Italian immigration in the late nineteenth and early twentieth century relied on a system of both chain and return migration. Chain migration helped Italian men immigrate to such cities as New York in the United States and Buenos Aires in Argentina for work as migrant laborers. Italians generally left Italy due to dire economic conditions and returned wealthy by Italian standards after working in the Americas for a number of years. Italian immigrants were called ritorni[6] in Italy and grouped with other Southern and Eastern European migrant laborers under the term “birds of passage” in America. However, after the passage in the United States of the Immigration Act of 1924, return migration was limited and led more Italians to become naturalized citizens. The networks that had been built up by information and money due to chain and return migration provided incentives for Italian permanent migration. Mexican migration to the United States from the 1940s to the 1990s followed some of the same patterns as Italian immigration.

While immigrants to the United States from European nations during the period before the McCarran–Walter Act of 1952 were able to immigrate legally if with relative levels of ease depending on country of origin, the Chinese Exclusion Act of 1882 barred almost all Chinese from immigrating to the United States. Nonetheless, many Chinese immigrants arrived in America by obtaining false documents. The Chinese Exclusion Act allowed the Chinese Americans already settled in the United States to stay and provided for limited numbers of family members of Chinese Americans to immigrate with the correct paperwork. This loophole and the fateful 1906 earthquake that destroyed San Francisco's public records provided Chinese immigrants, almost entirely men, with the potential to immigrate with false documents stating their familial relationship to a Chinese American.[7] These Chinese immigrants were called “paper sons,” because of their false papers. “Paper sons” relied on networks built by chain migration to buy documentation, develop strategies for convincing authorities on Angel Island of their legal status, and for starting a life in America.

Ethnic enclaves

The information and personal connections that lead to chain migration lead to transplanted communities from one nation to another. Throughout the history of the Americas, ethnic enclaves have been built and sustained by immigration. Different ethnic groups claimed distinct physical space in city neighborhoods to provide a reception for chain migration and maintain the community network it created. Examples of this trend include the many neighborhoods called Kleindeutschland, Little Italy, and Chinatown throughout the United States.

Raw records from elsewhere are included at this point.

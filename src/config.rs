/// Tunable gameplay constants.
///
/// Every field has a default matching the stock game, so a config file only
/// needs to name the values it wants to change.

use std::path::Path;

use anyhow::{bail, Context};
use serde::Deserialize;

#[derive(Clone, Debug, PartialEq, Deserialize)]
#[serde(default)]
pub struct Tunables {
    // ── Virtual screen ──────────────────────────────────────────────────────
    /// Width of the virtual play field, in world units.
    pub screen_width: f32,
    /// Height of the virtual play field, in world units.
    pub screen_height: f32,
    /// Logic updates per second.
    pub target_fps: u32,

    // ── Player ───────────────────────────────────────────────────────────────
    pub player_width: f32,
    pub player_height: f32,
    /// World units per update; divided by the screen dimension to get the
    /// fractional step.
    pub player_speed: f32,
    /// Seconds between shots.
    pub player_shoot_cooldown: f32,
    pub player_lives: u32,
    pub player_projectile_speed: f32,

    // ── Enemies ──────────────────────────────────────────────────────────────
    pub enemy_size: f32,
    /// Seconds between enemy shots once out of the ENTERING state.
    pub enemy_shoot_cooldown: f32,
    /// Seconds spent holding formation before diving.
    pub formation_duration: f32,
    /// Peak horizontal sway while in formation.
    pub formation_amplitude: f32,
    pub enemy_projectile_speed: f32,
    pub bomb_speed: f32,

    // ── Respawn ──────────────────────────────────────────────────────────────
    /// Minimum seconds the player stays exploded.
    pub respawn_delay: f32,
    /// Side length of the square around the player that must be clear of
    /// enemies before respawning.
    pub respawn_clearance: f32,

    // ── Background ───────────────────────────────────────────────────────────
    pub star_count: usize,
}

impl Default for Tunables {
    fn default() -> Self {
        Self {
            screen_width: 800.0,
            screen_height: 600.0,
            target_fps: 60,
            player_width: 48.0,
            player_height: 32.0,
            player_speed: 8.0,
            player_shoot_cooldown: 0.2,
            player_lives: 3,
            player_projectile_speed: -10.0,
            enemy_size: 32.0,
            enemy_shoot_cooldown: 2.0,
            formation_duration: 10.0,
            formation_amplitude: 40.0,
            enemy_projectile_speed: 5.0,
            bomb_speed: 2.0,
            respawn_delay: 2.0,
            respawn_clearance: 160.0,
            star_count: 60,
        }
    }
}

impl Tunables {
    /// Load tunables from a JSON file. Missing keys keep their defaults.
    pub fn load(path: &Path) -> anyhow::Result<Self> {
        let text = std::fs::read_to_string(path)
            .with_context(|| format!("failed to read config {}", path.display()))?;
        let tunables: Tunables = serde_json::from_str(&text)
            .with_context(|| format!("failed to parse config {}", path.display()))?;
        tunables
            .validate()
            .with_context(|| format!("invalid config {}", path.display()))?;
        tracing::debug!(path = %path.display(), "loaded tunables");
        Ok(tunables)
    }

    /// Reject values the simulation cannot run with: an empty play field,
    /// negative sizes or timings, or a zero frame rate.
    pub fn validate(&self) -> anyhow::Result<()> {
        for (name, value) in [
            ("screen_width", self.screen_width),
            ("screen_height", self.screen_height),
            ("player_width", self.player_width),
            ("player_height", self.player_height),
            ("enemy_size", self.enemy_size),
        ] {
            if !value.is_finite() || value <= 0.0 {
                bail!("`{name}` must be positive, got {value}");
            }
        }
        for (name, value) in [
            ("player_speed", self.player_speed),
            ("player_shoot_cooldown", self.player_shoot_cooldown),
            ("enemy_shoot_cooldown", self.enemy_shoot_cooldown),
            ("formation_duration", self.formation_duration),
            ("formation_amplitude", self.formation_amplitude),
            ("respawn_delay", self.respawn_delay),
            ("respawn_clearance", self.respawn_clearance),
        ] {
            if !value.is_finite() || value < 0.0 {
                bail!("`{name}` must not be negative, got {value}");
            }
        }
        if self.target_fps == 0 {
            bail!("`target_fps` must be at least 1");
        }
        Ok(())
    }
}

The same was true of rural areas in the eighteenth and early nineteenth century. Some rural towns in the Midwestern United States and in southern Brazil were founded by immigrants and directly advertised in home countries. (Prominent examples include New Glarus, Wisconsin in the United States and Blumenau, Santa Catarina in Brazil.) This case was especially true for many agricultural German immigrants of the nineteenth century. Certain towns were built on a homogeneous group from a particular German principality. Additionally, many of these towns exclusively spoke German until the mid-1900s in the United States and the late 1900s in Brazil. These enclaves and their contemporaries represent the close relationship between family, community, and immigration.

In the late nineteenth century, distinct Italian provinces and towns immigrated to the United States and Argentina via chain migration. Regional ties in Italy initially divided Italian ethnic identity in cities like New York and Buenos Aires, and certain enclaves included only Southern Italians or immigrants from Naples. The community ties remained strong with first generation immigrants concerning social life. These communities were originally composed of only men who immigrated for work. Once they had made enough money, many Italian men interested in settling began to bring their wives and families to their new homes in the Americas.[8]

The effects of Chinese Exclusion and discrimination prevented Chinese residents from assimilating into United States society in the late nineteenth and early twentieth century. Those factors, as well as social and cultural ties, precipitated the rise of Chinatowns as ethnic enclaves for Chinese Americans. Chain migration and the pseudo-familial nature of “paper sons” produced a relatively cohesive community that maintained ties with China.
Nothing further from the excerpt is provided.